These are pics of the VBS at Christ Anglican Church in Mobile.
Well, after my last post I was blown away by the number of replies I got, because I also posted it on my Facebook page. What occurred to me, after reading them all, was that depression appears to be an epidemic in our life, for many different reasons, and the fight for our laughter, our joy, is of utmost importance. So, I began thinking about what makes me laugh, when were the times in my life that I was rolling on the floor laughing with pure joy, or when was I just chuckling to myself at my own clumsiness, fruticakeness, or accidental mess I walked into. As I thought about these an underlying theme began to surface, a lot of those moments had something to do with children.
My true calling from God was to be a teacher. For ten years I taught elementary school, and the laughter and joy I found in the faces of those kids was addicting. There was one little second grade girl, she had tiny freckles across her nose and the most gorgeous red hair. She walked up to me with almost a rage talking 90 to nothing. I got her to calm down and asked what was wrong, and she went into this litany of how Michael had called her the "E" word. I was perplexed, I had no idea what the E word was, but didn't want my lack of understanding to invalidate her feelings. So, I asked, what is the E word. Without hesitation she said, "Ediot!" I lost it, I just couldn't help it, she was so upset, and had no clue why I would laugh, so I quietly explained the spelling error, and she said to me, "I guess that makes me one too doesn't it?" She then turned around and hugged Michael. Now I have no clue how a 2nd grader could have comprehended the meaning so well, but she did, and the laughter made it bearable for all involved, and everyone ended up cracking up in that moment. Kids are instinctively joyful, full of laughter aren't they?

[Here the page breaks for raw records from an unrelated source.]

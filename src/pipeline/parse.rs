//! Payload parsing: decoded QR text → [`IdentityRecord`].
//!
//! The classic e-Aadhaar QR carries an attribute list such as
//!
//! ```text
//! <PrintLetterBarcodeData uid="123456789012" name="Ramesh" gender="M" dob="01-01-1990" .../>
//! ```
//!
//! Some issuers base64-encode the free-text fields (name, address parts), so
//! those go through [`decode_value`]; numeric and coded fields are taken
//! verbatim.

use crate::error::ParseError;
use crate::record::IdentityRecord;
use base64::alphabet;
use base64::engine::general_purpose::{GeneralPurpose, GeneralPurposeConfig};
use base64::engine::DecodePaddingMode;
use base64::Engine as _;
use once_cell::sync::Lazy;
use regex::Regex;
use std::collections::HashMap;
use tracing::debug;

/// Payload keys, in record order.
const FIELD_KEYS: [&str; 15] = [
    "name", "uid", "dob", "gender", "co", "dist", "house", "loc", "pc", "po", "state", "street",
    "vtc", "email", "mobile",
];

// `\b` keeps `dist` from matching inside `subdist`.
static FIELD_PATTERNS: Lazy<HashMap<&'static str, Regex>> = Lazy::new(|| {
    FIELD_KEYS
        .iter()
        .map(|&key| {
            let re = Regex::new(&format!(r#"(?i)\b{key}="([^"]*)""#)).unwrap();
            (key, re)
        })
        .collect()
});

static RE_ANY_ATTRIBUTE: Lazy<Regex> =
    Lazy::new(|| Regex::new(r#"[A-Za-z_][A-Za-z0-9_]*="[^"]*""#).unwrap());

// Accepts padded and unpadded input alike.
const LENIENT_BASE64: GeneralPurpose = GeneralPurpose::new(
    &alphabet::STANDARD,
    GeneralPurposeConfig::new().with_decode_padding_mode(DecodePaddingMode::Indifferent),
);

/// Parse decoded QR text into an [`IdentityRecord`].
///
/// Missing fields are simply `None`. Only text that is not an attribute
/// payload at all is rejected.
pub fn parse_payload(payload: &str) -> Result<IdentityRecord, ParseError> {
    validate_payload(payload)?;
    debug!("QR data found, length: {}", payload.len());

    let verbatim = |key| non_empty(extract_field(key, payload).to_string());
    let decoded = |key| non_empty(decode_value(extract_field(key, payload)));

    Ok(IdentityRecord {
        name: decoded("name"),
        aadhaar_number: verbatim("uid"),
        date_of_birth: verbatim("dob"),
        gender: verbatim("gender"),
        care_of: decoded("co"),
        district: decoded("dist"),
        house: decoded("house"),
        location: decoded("loc"),
        pincode: verbatim("pc"),
        post_office: decoded("po"),
        state: decoded("state"),
        street: decoded("street"),
        vtc: decoded("vtc"),
        email: verbatim("email"),
        mobile: verbatim("mobile"),
        raw_data: payload.to_string(),
    })
}

fn validate_payload(payload: &str) -> Result<(), ParseError> {
    if payload.trim().is_empty() {
        return Err(ParseError::Empty);
    }
    if let Some((offset, c)) = payload
        .char_indices()
        .find(|&(_, c)| c.is_control() && !matches!(c, '\t' | '\n' | '\r'))
    {
        return Err(ParseError::ControlCharacter {
            code: c as u32,
            offset,
        });
    }
    if !RE_ANY_ATTRIBUTE.is_match(payload) {
        return Err(ParseError::NoAttributes {
            len: payload.chars().count(),
        });
    }
    Ok(())
}

/// Case-insensitive `key="…"` lookup; empty when the key is absent.
fn extract_field<'a>(key: &str, payload: &'a str) -> &'a str {
    FIELD_PATTERNS
        .get(key)
        .and_then(|re| re.captures(payload))
        .and_then(|caps| caps.get(1))
        .map_or("", |m| m.as_str())
}

fn non_empty(value: String) -> Option<String> {
    if value.is_empty() {
        None
    } else {
        Some(value)
    }
}

/// Best-effort base64 decode of a free-text field.
///
/// Returns the decoded text when it is valid UTF-8 made only of visible
/// characters (`U+0020..=U+007E` or `U+00A0` and above); otherwise returns
/// `value` unchanged.
///
/// This is a heuristic: a plain value that happens to be valid base64 of
/// printable text (e.g. `"YWJj"`) is decoded.
pub fn decode_value(value: &str) -> String {
    if value.is_empty() {
        return String::new();
    }

    let Ok(bytes) = LENIENT_BASE64.decode(value) else {
        return value.to_string();
    };

    match String::from_utf8(bytes) {
        Ok(text) if !text.is_empty() && text.chars().all(is_visible) => text,
        _ => value.to_string(),
    }
}

fn is_visible(c: char) -> bool {
    (' '..='~').contains(&c) || c >= '\u{00A0}'
}

#[cfg(test)]
mod tests {
    use super::*;

    #[test]
    fn parses_concrete_scenario() {
        let payload = r#"name="UmFtZXNo"&uid="123456789012"&dob="01-01-1990"&gender="M""#;
        let record = parse_payload(payload).unwrap();
        assert_eq!(record.name.as_deref(), Some("Ramesh"));
        assert_eq!(record.aadhaar_number.as_deref(), Some("123456789012"));
        assert_eq!(record.date_of_birth.as_deref(), Some("01-01-1990"));
        assert_eq!(record.gender.as_deref(), Some("M"));
        assert_eq!(record.raw_data, payload);
        assert!(record.care_of.is_none());
        assert!(record.email.is_none());
    }

    #[test]
    fn parses_xml_style_payload_case_insensitively() {
        let payload = r#"<?xml version="1.0" encoding="UTF-8"?>
<PrintLetterBarcodeData UID="999988887777" Name="Sita Devi" gender="F" yob="1985" co="W/O: Ram" house="14B" street="MG Road" loc="Camp" vtc="Pune" po="Pune GPO" dist="Pune" subdist="Haveli" state="Maharashtra" pc="411001" dob="12/03/1985"/>"#;
        let record = parse_payload(payload).unwrap();
        assert_eq!(record.aadhaar_number.as_deref(), Some("999988887777"));
        assert_eq!(record.name.as_deref(), Some("Sita Devi"));
        assert_eq!(record.care_of.as_deref(), Some("W/O: Ram"));
        assert_eq!(record.district.as_deref(), Some("Pune"));
        assert_eq!(record.pincode.as_deref(), Some("411001"));
        assert_eq!(
            record.format_address(),
            "14B, MG Road, Camp, Pune, Pune GPO, Pune, Maharashtra, 411001"
        );
    }

    #[test]
    fn dist_does_not_match_subdist() {
        let record = parse_payload(r#"subdist="Haveli" uid="1""#).unwrap();
        assert!(record.district.is_none());
    }

    #[test]
    fn empty_attributes_are_omitted() {
        let record = parse_payload(r#"uid="123" email="" mobile="""#).unwrap();
        assert_eq!(record.aadhaar_number.as_deref(), Some("123"));
        assert!(record.email.is_none());
        assert!(record.mobile.is_none());
        let json = serde_json::to_value(&record).unwrap();
        assert_eq!(json.as_object().unwrap().len(), 2);
    }

    #[test]
    fn unknown_attributes_only_is_not_an_error() {
        let record = parse_payload(r#"foo="bar""#).unwrap();
        assert_eq!(record, IdentityRecord {
            raw_data: r#"foo="bar""#.into(),
            ..Default::default()
        });
    }

    #[test]
    fn rejects_text_without_attributes() {
        let secure_qr = "2374971804270526477833002468783965837992554564899874087591661303561346432389832047870524302186901344489362368642972767716416349990805756094923115719687656090691368051627957878187788907419297818953295185555346288";
        assert!(matches!(
            parse_payload(secure_qr),
            Err(ParseError::NoAttributes { .. })
        ));
        assert_eq!(parse_payload("   "), Err(ParseError::Empty));
    }

    #[test]
    fn rejects_control_characters() {
        let err = parse_payload("uid=\"1\"\u{0}").unwrap_err();
        assert_eq!(err, ParseError::ControlCharacter { code: 0, offset: 7 });
        // Line breaks are ordinary whitespace.
        assert!(parse_payload("uid=\"1\"\r\n").is_ok());
    }

    #[test]
    fn numeric_fields_are_not_decoded() {
        // "MTIz" is base64 for "123" but uid is verbatim.
        let record = parse_payload(r#"uid="MTIz" name="MTIz""#).unwrap();
        assert_eq!(record.aadhaar_number.as_deref(), Some("MTIz"));
        assert_eq!(record.name.as_deref(), Some("123"));
    }

    #[test]
    fn decode_value_accepts_unpadded_base64() {
        assert_eq!(decode_value("UmFtZXNo"), "Ramesh");
        assert_eq!(decode_value("U2l0YQ"), "Sita");
        assert_eq!(decode_value("U2l0YQ=="), "Sita");
        // Devanagari survives the visible-character check.
        assert_eq!(decode_value("4KSw4KS+4KSu"), "राम");
    }

    #[test]
    fn decode_value_passes_through_non_base64() {
        for raw in ["Ramesh", "MG Road", "S/O: Ram", "Pune", "411001", "Delhi"] {
            assert_eq!(decode_value(raw), raw, "{raw} should pass through");
        }
        assert_eq!(decode_value(""), "");
    }

    #[test]
    fn decode_value_is_idempotent_on_pass_through() {
        for raw in ["MG Road", "Pune", "W/O: Ram", "14B"] {
            let once = decode_value(raw);
            assert_eq!(decode_value(&once), raw);
        }
    }

    #[test]
    fn decode_value_rejects_binary_output() {
        // Valid base64, but decodes to control bytes.
        assert_eq!(decode_value("AAECAw=="), "AAECAw==");
    }

    // The printable check is a heuristic; these document where it misfires.
    #[test]
    fn decode_value_fuzzy_boundary() {
        // A literal that is also valid base64 of printable text gets decoded.
        assert_eq!(decode_value("YWJj"), "abc");
        // Decoding is applied once per parse; a doubly-encoded value is
        // decoded one level only.
        assert_eq!(decode_value("VW1GdFpYTm8="), "UmFtZXNo");
    }
}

I have been talking to God a lot lately about my desire to be surrounded by kids, because they are close to my heart. A few weeks ago he placed the VBS at Christ Anglican Church in my mind and said he would give me the physical ability to help if I was willing. So, I volunteered and said simply how can I help? They were in need of someone to help with their decorations and set designs, so I knew that was right up my ally.
As we worked with ideas, drew crazy fish and horses, and termite mounds our days were filled with laughter, and I felt God's presence in every moment I spent working towards that goal. I realized that even though, for now, it wouldn't be safe for me to actively work and play around the kids because of my spine issues, the effort I could put into making their world magical would bring smiles on their faces and create memories in their lives, which to me, brings a smile on my face like no other. So for the past two weeks, and on some days thought the pain would really be too much to get through, God provided me with the ability to make it through, with joy.
I do have to share one oh so hilarious day because it simply puts into perspective the laughter part of this adventure.
We had been working and drawing and painting and I had been wearing a pair of hospital scrubs, because well, I kinda have a few if you know me. When I got out of the car in my driveway I bent over to grab my purse and realized my pants had been split in a way too obvious place. Horror filled my eyes because I had no idea how many people I had mooned all morning bending over. I started laughing, and laughing, and though my back was killing me, I just couldn't help realizing it was one of those crazy, Ardithian moments that just happen in my life. Later that day, after posting it on Facebook my friends promised they didn't notice so at some point between church and home I ripped my pants. So, for the poor folks at the gas station and Walmart that I may or may not have mooned I am so sorry, but I bet my life a few of them were cracking up, and in that, I brought a smile to their faces, and my rip was well worth it.
In our darkest hours I have found many, many of you tell me that what brings them out of it is to surround yourself with what brings you joy. For me, it's children, my husband and son, my friends and family, and Willy Wonka and the Chocolate Factory, (the original one). I prayed for God to have a sense of humor, and he so has, he has also told me that as my emotional and mental spirit heal, I will find the key to a lifelong understanding of pure joy, and then be able to share it with others. I look forward to that journey. Though it may be difficult at first to muddle through, the goal is so worth the effort, and the opportunity to share it with you, is what motivates me to dive right in!
"The One whose throne is in heaven sits laughing. . . ." (Psalms 2:4)
* Our next song is "Angels We Have Heard Get High."
* Don't let worry kill you--let the church help.
* Remember in prayer the many who are sick of our church and community.
* For those of you who have children and don't know it, we have a nursery downstairs.
* Weight Watchers will meet a 7 p.m. at the First Presbyterian Church. Please use large double door at the side entrance.
* Jean will be leading a weight-management series Wednesday nights. She's use the program herself and has been growing like crazy!
* The rosebud on the altar this morning is to announce the birth of David Alan Belzer, the sin of Rev. and Mrs. Julius Belzer.
* This afternoon there will be a meeting in the South and North ends of the church. Children will be baptized at both ends.
* Tuesday at 4:00 P.M. there will be an ice cream social. All ladies giving milk will please come early.